Ronan was in the United States at the time after being transferred from Ireland in 1959 by the Servites (formally, the Order of Servants of the Blessed Virgin Mary) in the wake of admitting to homosexual contact with seminarians at a Servite priory in Benburb, Ireland.
The case is one of a handful in American courts seeking to overcome the Vatican’s sovereign immunity, and to date the only one in which a judge has permitted lawyers to demand Vatican records.
Its heart is the contention that Ronan was an “agent” or “employee” of the Vatican, something the Vatican and its American attorney vigorously dispute.
On Aug. 17, the Vatican released what it claimed were all documents in its possession specifically related to Ronan.
They include a Vatican note of permission in 1953 for Ronan to serve as a novice master despite being below the age then established in church law, and several documents related to his 1966 laicization.
Among them is a February 1966 letter from Ronan, acknowledging “my repeated, admitted, documented homosexual tendencies and acts against the vow of chastity and celibacy.”
Notably, there are no documents suggesting that the Vatican authorized, or had knowledge of, Ronan’s 1959 transfer.
On Aug. 19, the Vatican released more documents -- thousands of pages -- related to its general policies on sexual abuse, much of which has already been in the public domain.
Attorney Jeffrey Lena, who represents the Vatican in American courts, said the documents prove that the Vatican was not involved in Ronan’s transfer, and that the Vatican became aware of any charges against him only in early 1966, after the alleged abuse cited in the Doe case had occurred.

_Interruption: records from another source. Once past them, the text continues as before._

//! Deployment Orchestrator Application Service
//!
//! Drives one whole cluster deployment: walks the systems list, merges each
//! deployment's environment, materializes the system tree, recurses into
//! subsystems, and runs the configuration and write extensions.
//!
//! # Architecture
//!
//! - **Layer:** Application Layer
//! - **Purpose:** The per-(system, deployment) state machine and its
//!   resource guarantees
//! - **Dependencies:** Domain (cluster, environment, metadata),
//!   Infrastructure (caches, tree builder, extension runner)
//!
//! # State machine per (system, deployment-id)
//!
//! ```text
//! Pending -> AwaitingCheck -> TreeBuilt -> SubsystemsDeployed
//!         -> Configured -> Written -> Done
//! ```
//!
//! Any failure absorbs into Failed and propagates after the scope has
//! released what it owns: the private scratch dir first, then the system
//! tree, then (at the outermost level) the cluster workspace. Execution is
//! strictly sequential; extensions mutate shared external targets and are
//! not assumed reentrant.

use std::collections::HashMap;
use std::path::{Path, PathBuf};
use std::sync::Arc;

use futures::future::BoxFuture;
use futures::FutureExt;
use tracing::debug;

use crate::domain::cluster::{ClusterSpec, DeploymentRequest, SystemEntry};
use crate::domain::environment::{
    merge_deployment_env, overrides_for_deployment, validate_overrides,
};
use crate::domain::errors::DeployError;
use crate::domain::units::{parse_boolean, parse_size};
use crate::infrastructure::artifact_cache::{
    ArtifactRetriever, LocalArtifactCache, RemoteArtifactCache, ResolvedArtifact,
};
use crate::infrastructure::extension_runner::{
    ExtensionKind, ExtensionOutputSink, ExtensionRunner,
};
use crate::infrastructure::morphology::ArtifactResolver;
use crate::infrastructure::repo_version::{definitions_version, tool_version};
use crate::infrastructure::tree_builder::SystemTreeBuilder;
use crate::infrastructure::workspace::{check_disk_available, create_workspace};
use crate::report::{StatusContext, StatusReporter};

// ============================================================================
// Configuration
// ============================================================================

/// Settings for one orchestrator instance.
#[derive(Debug, Clone)]
pub struct DeployConfig {
    /// Root of the definitions repository (extensions, morphologies).
    pub repo_root: PathBuf,

    /// Local artifact cache directory.
    pub cache_dir: PathBuf,

    /// Directory the cluster workspace is created under.
    pub tempdir_root: PathBuf,

    /// Minimum free bytes required in `tempdir_root`; 0 disables the check.
    pub min_free_space: u64,

    /// Whether this invocation upgrades existing instances.
    pub upgrade: bool,

    /// Directory of the extensions bundled with the tool.
    pub bundled_extensions: Option<PathBuf>,
}

// ============================================================================
// Deployment phases
// ============================================================================

#[derive(Debug, Clone, Copy, PartialEq, Eq)]
enum DeploymentPhase {
    Pending,
    AwaitingCheck,
    TreeBuilt,
    SubsystemsDeployed,
    Configured,
    Written,
    Done,
}

/// Advance the per-deployment state machine, leaving a debug trail of
/// every transition.
fn advance(phase: &mut DeploymentPhase, next: DeploymentPhase, deployment: &str) {
    debug!(deployment, from = ?phase, to = ?next, "deployment phase transition");
    *phase = next;
}

// ============================================================================
// Application Service: DeploymentOrchestrator
// ============================================================================

/// Top-level deployment engine, called once per cluster.
pub struct DeploymentOrchestrator {
    config: DeployConfig,
    resolver: Arc<dyn ArtifactResolver>,
    retriever: ArtifactRetriever,
    runner: ExtensionRunner,
    tree_builder: SystemTreeBuilder,
    reporter: Arc<dyn StatusReporter>,
}

impl DeploymentOrchestrator {
    pub fn new(
        config: DeployConfig,
        resolver: Arc<dyn ArtifactResolver>,
        remote_cache: Option<Arc<dyn RemoteArtifactCache>>,
        reporter: Arc<dyn StatusReporter>,
    ) -> Result<Self, DeployError> {
        let retriever =
            ArtifactRetriever::new(LocalArtifactCache::new(&config.cache_dir)?, remote_cache);
        let tree_builder =
            SystemTreeBuilder::new(definitions_version(&config.repo_root), tool_version());
        let runner = ExtensionRunner::new(config.bundled_extensions.clone());
        Ok(Self {
            config,
            resolver,
            retriever,
            runner,
            tree_builder,
            reporter,
        })
    }

    /// Deploy the selected (or all) deployments of a cluster.
    ///
    /// `selection` filters by deployment id, empty meaning all.
    /// `override_pairs` are `DEPLOYMENT_ID.KEY=VALUE` strings taking
    /// precedence over both defaults and explicit deployment parameters.
    ///
    /// The cluster workspace is destroyed on every exit path.
    pub async fn deploy_cluster(
        &self,
        cluster: &ClusterSpec,
        selection: &[String],
        override_pairs: &[String],
    ) -> Result<(), DeployError> {
        validate_overrides(
            override_pairs,
            &cluster.deployment_ids(),
            &cluster.subsystem_ids(),
        )?;
        check_disk_available(&self.config.tempdir_root, self.config.min_free_space)?;

        // RAII workspace: dropped (and removed) on success and on every `?`.
        let workspace = create_workspace(&self.config.tempdir_root)?;
        let context = StatusContext::root();
        for system in cluster.systems() {
            self.deploy_system(
                workspace.path(),
                system,
                selection,
                override_pairs,
                None,
                &context,
            )
            .await?;
        }
        Ok(())
    }

    /// Deploy one system entry: every selected deployment id, in order.
    ///
    /// Boxed because subsystem recursion makes this self-referential.
    fn deploy_system<'a>(
        &'a self,
        workspace: &'a Path,
        system: &'a SystemEntry,
        selection: &'a [String],
        override_pairs: &'a [String],
        parent_tree: Option<&'a Path>,
        context: &'a StatusContext,
    ) -> BoxFuture<'a, Result<(), DeployError>> {
        async move {
            let selected = |id: &str| selection.is_empty() || selection.iter().any(|s| s == id);
            if !system.deployment_ids().any(&selected) {
                return Ok(());
            }

            let system_context = context.child(&system.morphology_path);
            let artifact = self.resolver.resolve(&system.morphology_path).await?;

            for (id, params) in &system.deployments {
                if !selected(id) {
                    continue;
                }
                self.deploy_one(
                    workspace,
                    system,
                    &artifact,
                    id,
                    params,
                    override_pairs,
                    parent_tree,
                    &system_context,
                )
                .await?;
            }
            Ok(())
        }
        .boxed()
    }

    /// Run the full state machine for one (system, deployment-id) pair.
    #[allow(clippy::too_many_arguments)]
    async fn deploy_one(
        &self,
        workspace: &Path,
        system: &SystemEntry,
        artifact: &ResolvedArtifact,
        id: &str,
        params: &HashMap<String, String>,
        override_pairs: &[String],
        parent_tree: Option<&Path>,
        system_context: &StatusContext,
    ) -> Result<(), DeployError> {
        let context = system_context.child(id);
        let mut phase = DeploymentPhase::Pending;

        let override_layer = overrides_for_deployment(id, override_pairs);
        let request = merge_deployment_env(
            id,
            &system.deploy_defaults,
            params,
            &override_layer,
            self.config.upgrade,
        )?;
        validate_known_options(&request)?;
        advance(&mut phase, DeploymentPhase::AwaitingCheck, id);

        let sink: Arc<dyn ExtensionOutputSink> = Arc::new(ReporterSink {
            reporter: self.reporter.clone(),
            context: context.clone(),
        });

        // The check extension runs against the location only, before any
        // filesystem mutation. A missing check extension is a no-op.
        let check_env = self.extension_process_env(&request.env, None);
        match self
            .runner
            .run(
                &self.config.repo_root,
                &request.extension_type,
                ExtensionKind::Check,
                &[request.location.clone()],
                &check_env,
                &sink,
            )
            .await
        {
            Ok(()) => {}
            Err(DeployError::ExtensionNotFound { name, kind }) => {
                debug!("no {name}{kind} extension, proceeding");
            }
            Err(e) => return Err(e),
        }

        let tarball = self.retriever.obtain(artifact).await?;
        let tree = self
            .tree_builder
            .build(
                workspace,
                artifact,
                &tarball,
                &request,
                &context,
                self.reporter.as_ref(),
            )
            .await?;
        advance(&mut phase, DeploymentPhase::TreeBuilt, id);

        // From here the tree is owed removal when this deployment's scope
        // ends, whichever way it ends. Subsystems borrow it first.
        let tree = scopeguard::guard(tree, |tree| {
            let _ = std::fs::remove_dir_all(tree.path());
        });

        for subsystem in &system.subsystems {
            // Subsystem recursion clears the selection: a parent that was
            // selected deploys all of its subsystems.
            self.deploy_system(
                workspace,
                subsystem,
                &[],
                override_pairs,
                Some(tree.path()),
                &context,
            )
            .await?;
        }
        advance(&mut phase, DeploymentPhase::SubsystemsDeployed, id);

        let resolved_location = compose_location(parent_tree, &request.location);
        let tree_path = tree.path().to_string_lossy().into_owned();

        // Extensions get a private scratch dir as TMPDIR so anything they
        // leave behind is cleaned up with it.
        let scratch = tempfile::Builder::new()
            .prefix("scratch.")
            .tempdir_in(workspace)?;
        let env = self.extension_process_env(&request.env, Some(scratch.path()));

        self.reporter.status(&context, "Configure system");
        for name in &artifact.configuration_extensions {
            self.runner
                .run(
                    &self.config.repo_root,
                    name,
                    ExtensionKind::Configure,
                    &[tree_path.clone()],
                    &env,
                    &sink,
                )
                .await?;
        }
        advance(&mut phase, DeploymentPhase::Configured, id);

        self.reporter.status(&context, "Writing to device");
        self.runner
            .run(
                &self.config.repo_root,
                &request.extension_type,
                ExtensionKind::Write,
                &[tree_path, resolved_location],
                &env,
                &sink,
            )
            .await?;
        advance(&mut phase, DeploymentPhase::Written, id);

        self.reporter.status(&context, "Cleaning up");
        drop(scratch);
        drop(tree);
        advance(&mut phase, DeploymentPhase::Done, id);
        Ok(())
    }

    /// Compose the complete process environment for an extension: the
    /// caller's environment with the merged deployment parameters layered
    /// on top, plus the engine-injected `TMPDIR`.
    fn extension_process_env(
        &self,
        deployment_env: &HashMap<String, String>,
        scratch: Option<&Path>,
    ) -> HashMap<String, String> {
        let mut env: HashMap<String, String> = std::env::vars().collect();
        env.extend(
            deployment_env
                .iter()
                .map(|(k, v)| (k.clone(), v.clone())),
        );
        if let Some(scratch) = scratch {
            env.insert(
                "TMPDIR".to_string(),
                scratch.to_string_lossy().into_owned(),
            );
        }
        env
    }
}

/// A subsystem's effective target is its location joined under the parent
/// tree with the leading slash stripped; a top-level deployment's location
/// is used verbatim.
fn compose_location(parent_tree: Option<&Path>, location: &str) -> String {
    match parent_tree {
        Some(parent) => parent
            .join(location.trim_start_matches('/'))
            .to_string_lossy()
            .into_owned(),
        None => location.to_string(),
    }
}

/// Validate the engine-recognized KEY=VALUE options that have a fixed
/// grammar, so a malformed value fails before any extension runs.
fn validate_known_options(request: &DeploymentRequest) -> Result<(), DeployError> {
    for key in ["DISK_SIZE", "RAM_SIZE"] {
        if let Some(value) = request.env.get(key) {
            parse_size(value).map_err(|_| {
                DeployError::configuration(format!(
                    "deployment '{}': cannot parse {key} '{value}'",
                    request.id
                ))
            })?;
        }
    }
    if let Some(value) = request.env.get("AUTOSTART") {
        parse_boolean(value).map_err(|_| {
            DeployError::configuration(format!(
                "deployment '{}': cannot parse AUTOSTART '{value}'",
                request.id
            ))
        })?;
    }
    Ok(())
}

/// Bridges extension output to the status reporter for one deployment.
struct ReporterSink {
    reporter: Arc<dyn StatusReporter>,
    context: StatusContext,
}

impl ExtensionOutputSink for ReporterSink {
    fn status(&self, line: &str) {
        self.reporter.status(&self.context, line);
    }

    fn error(&self, line: &str) {
        // Echoed live; the runner accumulates the same lines for the
        // failure message.
        eprintln!("{line}");
    }
}
//! Cluster-scoped temporary workspace.
//!
//! One workspace directory holds every system tree and every per-deployment
//! private scratch dir of one cluster invocation. It is a [`TempDir`], so
//! it is destroyed on every exit path when the cluster deployment call
//! returns.

use std::path::Path;

use tempfile::TempDir;

use crate::domain::errors::DeployError;

/// Create the workspace for one cluster deployment under `tempdir_root`.
pub fn create_workspace(tempdir_root: &Path) -> Result<TempDir, DeployError> {
    let deployments_root = tempdir_root.join("deployments");
    std::fs::create_dir_all(&deployments_root)?;
    let workspace = tempfile::Builder::new()
        .prefix("cluster.")
        .tempdir_in(&deployments_root)?;
    Ok(workspace)
}

/// Fail early when the filesystem holding `path` has less than `required`
/// bytes available. A requirement of 0 disables the check; deciding how
/// much space a deployment needs is the caller's configuration.
///
/// The directory is created if missing, so the check reports on the
/// filesystem that will actually hold the workspace rather than failing
/// on a not-yet-existing tempdir root.
#[cfg(unix)]
pub fn check_disk_available(path: &Path, required: u64) -> Result<(), DeployError> {
    use std::os::unix::ffi::OsStrExt;

    if required == 0 {
        return Ok(());
    }

    std::fs::create_dir_all(path).map_err(|e| {
        DeployError::configuration(format!(
            "cannot create tempdir {}: {e}",
            path.display()
        ))
    })?;

    let c_path = std::ffi::CString::new(path.as_os_str().as_bytes())
        .map_err(|e| DeployError::Other(e.into()))?;
    let mut stat: libc::statvfs = unsafe { std::mem::zeroed() };
    let rc = unsafe { libc::statvfs(c_path.as_ptr(), &mut stat) };
    if rc != 0 {
        let errno = std::io::Error::last_os_error();
        return Err(DeployError::Other(anyhow::anyhow!(
            "cannot stat filesystem at {}: {errno}",
            path.display()
        )));
    }

    let available = stat.f_bavail as u64 * stat.f_frsize as u64;
    if available < required {
        return Err(DeployError::Resource {
            path: path.to_path_buf(),
            required,
        });
    }
    Ok(())
}

#[cfg(not(unix))]
pub fn check_disk_available(_path: &Path, _required: u64) -> Result<(), DeployError> {
    Ok(())
}

#[cfg(test)]
mod tests {
    use super::*;

    #[test]
    fn zero_requirement_always_passes() {
        let dir = tempfile::tempdir().unwrap();
        check_disk_available(dir.path(), 0).unwrap();
    }

    #[cfg(unix)]
    #[test]
    fn missing_tempdir_root_is_created_for_the_check() {
        let root = tempfile::tempdir().unwrap();
        let nested = root.path().join("scratch/deployments");
        check_disk_available(&nested, 1).unwrap();
        assert!(nested.is_dir());
    }

    #[cfg(unix)]
    #[test]
    fn absurd_requirement_is_a_resource_error() {
        let dir = tempfile::tempdir().unwrap();
        let err = check_disk_available(dir.path(), u64::MAX).unwrap_err();
        assert!(matches!(err, DeployError::Resource { .. }));
    }

    #[test]
    fn workspace_lives_under_a_deployments_directory() {
        let root = tempfile::tempdir().unwrap();
        let workspace = create_workspace(root.path()).unwrap();
        assert!(workspace.path().starts_with(root.path().join("deployments")));
        let kept = workspace.path().to_path_buf();
        drop(workspace);
        assert!(!kept.exists());
    }
}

Lena also noted that Ronan was laicized just weeks after those reports reached the Vatican.
“Given the lack of support for their accusations, the plaintiff’s lawyers should now do the right thing and dismiss their lawsuit against the Holy See voluntarily,” Lena said.
Attorney Jeffrey Anderson, who represents the plaintiff, said he not only has no intention of doing so, but insists that the documents buttress his position.
“All policies, all protocols, all laws pertaining to the control of priests and sexual abuse come from the top -- the top is the Holy See,” Anderson said in an Aug. 22 news conference.
“What these documents show is that the Vatican and the Holy See ... makes the decisions, interprets the protocols, establishes the policies, enforces the policies and the practices concerning every priest globally and this priest in particular, and requires two things: absolute secrecy and absolute avoidance of scandal,” Anderson said.
Anderson cited a 1963 letter from a Servite official that said Ronan’s misconduct in Ireland became known in 1959, prompting his transfer to the United States. (Ronan initially served in Chicago, moving to Portland as a retreat director in 1965.)
A 1966 letter from a Servite provincial to the head of the order in Rome, supporting laicization, says that “only a few men within the order and the province” knew of Ronan’s problems, and expresses hope that he can “leave quietly and without any open scandal.”
“We fully realize the difficulties and complications that could arise from his release, especially on the part of malcontents who are dissatisfied with the priestly and religious life, but we sincerely hope that these will never know the circumstances of the case,” the letter says.
Lena said this paper trail does not support the claim that the Vatican had any direct supervisory responsibility over Ronan.
Anderson and other attorneys for the plaintiff, however, charged that the documents released by the Vatican do not represent all the available information. Lena disputed that claim, calling Anderson’s statements “another unfortunate attempt to mislead the public.”
Since 2000, the Vatican or its officials, including Pope Benedict XVI himself twice, have been named as defendants in at least 10 American lawsuits, in cases ranging from commercial disputes, to Holocaust-era asset claims involving the Vatican Bank, to the sex abuse crisis.
Six have been dismissed while four remain open, generally mired in disputes over whether American courts can claim jurisdiction over the Vatican despite its status as a sovereign entity in international law.
Last year, attorneys for another alleged sex abuse victim dropped a separate lawsuit against the Vatican, O’Bryan v. Holy See, citing the difficulties of overcoming sovereign immunity, as well as problems in finding other victims to join the suit.
Some analysts had regarded that case as the more serious challenge, since it contended that bishops, not individual priests, are Vatican “agents.”